If I send a HEAD request to that URL it points to:
$ curl -I https://r.mariadb.com/downloads/mariadb_repo_setup |
HTTP/2 302 |
date: Sat, 05 Jul 2025 22:57:28 GMT |
content-type: text/html |
content-length: 154
|
location: https://dlm.mariadb.com/3/MariaDB/mariadb_repo_setup |
via: 1.1 google
|
cf-cache-status: DYNAMIC
|
server: cloudflare
|
cf-ray: 95aa762a183bdbb9-FRA
|
And if I send a HEAD request to that location:
$ curl -I https://dlm.mariadb.com/3/MariaDB/mariadb_repo_setup |
HTTP/2 302 |
date: Sat, 05 Jul 2025 22:59:18 GMT |
content-type: text/html; charset=utf-8 |
content-length: 0
|
location: https://storage.googleapis.com/downloads-cdn.mariadb.com/aptyum/1.0/1.0.0/MariaDB/mariadb_repo_setup?GoogleAccessId=downloads-sync%40downloads-234321.iam.gserviceaccount.com&Expires=1751757258&Signature=LJgBm5WrH9gOpp7JdpTm0u%2BfPT2gSF15pBGa1chzhtAOrxYO4bBoLB%2BCSFIma4b4sDaC4IQCdF8gYcSPe1Yps9j4XtQnSqGvLHaRpIRUw9eLLJOxBV1%2B6yV0Z%2FteP%2FVbTORHYwnJCC5BfqsNjmebHJxWBw%2FzeplTcHiOw8aXwZnqdUTP3SGPWSnO1%2Fhm%2BSVj6zXUqEnGovqo%2BZetynM5NW4WkmF11G712oGwQvgTSUh6KbIFJX%2Bsd0a%2FK8gfbztnVIEOLJc1Ra25OJuM%2FOP9FI7%2FFun6P%2FCg3Q1rh8wakCkSOE0k4bV3uPSHrgrP1drEmsd7lc5PASCiHZ4iNsJ%2B%2Fg%3D%3D |
x-frame-options: SAMEORIGIN
|
vary: Cookie, Origin
|
via: 1.1 google
|
cf-cache-status: DYNAMIC
|
server: cloudflare
|
cf-ray: 95aa78d79b301808-FRA
|
And if I then send a HEAD request to that location:
curl -I https://storage.googleapis.com/downloads-cdn.mariadb.com/aptyum/1.0/1.0.0/MariaDB/mariadb_repo_setup?GoogleAccessId=downloads-sync%40downloads-234321.iam.gserviceaccount.com&Expires=1751757258&Signature=LJgBm5WrH9gOpp7JdpTm0u%2BfPT2gSF15pBGa1chzhtAOrxYO4bBoLB%2BCSFIma4b4sDaC4IQCdF8gYcSPe1Yps9j4XtQnSqGvLHaRpIRUw9eLLJOxBV1%2B6yV0Z%2FteP%2FVbTORHYwnJCC5BfqsNjmebHJxWBw%2FzeplTcHiOw8aXwZnqdUTP3SGPWSnO1%2Fhm%2BSVj6zXUqEnGovqo%2BZetynM5NW4WkmF11G712oGwQvgTSUh6KbIFJX%2Bsd0a%2FK8gfbztnVIEOLJc1Ra25OJuM%2FOP9FI7%2FFun6P%2FCg3Q1rh8wakCkSOE0k4bV3uPSHrgrP1drEmsd7lc5PASCiHZ4iNsJ%2B%2Fg%3D%3D |
HTTP/2 403 |
content-type: application/xml; charset=UTF-8 |
x-guploader-uploadid: ABgVH8_UXskTfsOb0dH5gSOOBerMKAzGSmhSiQw7UFF040LmRwjOtXQ1P6AzqrcCP1n5eUNs62aOTWk
|
content-length: 298
|
date: Sat, 05 Jul 2025 23:00:00 GMT |
expires: Sat, 05 Jul 2025 23:00:00 GMT
|
cache-control: private, max-age=0
|
server: UploadServer
|
alt-svc: h3=":443"; ma=2592000,h3-29=":443"; ma=2592000 |
In other words, it appears that MariaDB's repository script is hosted at some Google service, which blocks Hetzner's IP addresses. You either need to adjust your WAF/firewall rules or use a different mirror because that Google service seems too strict.

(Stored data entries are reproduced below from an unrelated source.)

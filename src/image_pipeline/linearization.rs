//! Black/white level correction turning stage 1 samples into linear values.

pub mod info;
pub mod linearize;

pub use info::LinearizationInfo;
pub use linearize::LINEAR_WHITE;
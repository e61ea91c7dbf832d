//! Raw capture processing built around the DNG `Negative` model.
//!
//! The crate parses DNG/TIFF tag directories, rebuilds a linear demosaiced
//! image through three stages, manages camera colour profiles, fingerprints
//! image content with MD5 and writes the result back out as DNG or TIFF.

pub mod image_pipeline;
pub mod logger;
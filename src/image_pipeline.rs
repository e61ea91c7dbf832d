//! Image processing pipeline module
//!
//! Raw files are parsed into a `Negative`, rebuilt through three image
//! stages and written back as DNG or TIFF. The modules below follow that
//! flow: tag parsing and raw readers, the negative and its stage
//! operations, then the writers and conversion orchestration.

pub mod common;
pub mod conversions;
pub mod fingerprint;
pub mod linearization;
pub mod ljpeg;
pub mod mosaic;
pub mod negative;
pub mod opcodes;
pub mod profile;
pub mod raw;
pub mod tags;
pub mod writer;

pub use common::{DngError, Host, HostConfig, HostConfigBuilder, Result, Severity};

pub use conversions::{DngPipeline, InMemoryMetadataStore, MetadataStore};

pub use fingerprint::{Fingerprint, Md5Printer};

pub use negative::{Negative, NegativeState};

pub use profile::CameraProfile;

pub use raw::{AutoReader, DngReader, RawImageReader, RawLoaderReader};

pub use writer::{
    DngCompression, DngWriter, ImageWriter, StandardTiffWriter, TiffCompression, WriterConfig,
    WriterConfigBuilder,
};
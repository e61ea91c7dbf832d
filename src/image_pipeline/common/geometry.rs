//! Integer points and rectangles in (vertical, horizontal) image space.

#[derive(Debug, Clone, Copy, PartialEq, Eq, Default, Hash)]
pub struct Point {
    pub v: i32,
    pub h: i32,
}

impl Point {
    pub const fn new(v: i32, h: i32) -> Self {
        Self { v, h }
    }
}

/// Half-open rectangle `[top, bottom) x [left, right)`.
#[derive(Debug, Clone, Copy, PartialEq, Eq, Default, Hash)]
pub struct Rect {
    pub top: i32,
    pub left: i32,
    pub bottom: i32,
    pub right: i32,
}

impl Rect {
    pub const fn new(top: i32, left: i32, bottom: i32, right: i32) -> Self {
        Self {
            top,
            left,
            bottom,
            right,
        }
    }

    pub fn from_size(height: u32, width: u32) -> Self {
        Self::new(0, 0, height as i32, width as i32)
    }

    pub fn width(&self) -> u32 {
        (self.right - self.left).max(0) as u32
    }

    pub fn height(&self) -> u32 {
        (self.bottom - self.top).max(0) as u32
    }

    pub fn is_empty(&self) -> bool {
        self.width() == 0 || self.height() == 0
    }

    pub fn size(&self) -> Point {
        Point::new(self.height() as i32, self.width() as i32)
    }

    pub fn contains(&self, other: &Rect) -> bool {
        other.top >= self.top
            && other.left >= self.left
            && other.bottom <= self.bottom
            && other.right <= self.right
    }

    pub fn intersect(&self, other: &Rect) -> Rect {
        let r = Rect::new(
            self.top.max(other.top),
            self.left.max(other.left),
            self.bottom.min(other.bottom),
            self.right.min(other.right),
        );
        if r.is_empty() { Rect::default() } else { r }
    }
}

#[cfg(test)]
mod tests {
    use super::*;

    #[test]
    fn intersect_disjoint_is_empty() {
        let a = Rect::new(0, 0, 4, 4);
        let b = Rect::new(4, 4, 8, 8);
        assert!(a.intersect(&b).is_empty());
        assert_eq!(a.intersect(&Rect::new(2, 1, 10, 3)), Rect::new(2, 1, 4, 3));
    }
}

I managed to download the "mariadb_repo_setup" script on my home network and then SCP copied it to my server and attempted to run it, but it would also get 403 Forbidden errors that way while running "sudo apt update && sudo apt install mariadb-server mariadb-client mariadb-backup".
Hetzner is one of the largest European cloud providers and having them IP blocked is a major, business critical issue - that needs to be addressed. I have read similar issues about this:
But we need a long-term fix! We are currently unable to move forward with the setup of our new MariaDB server.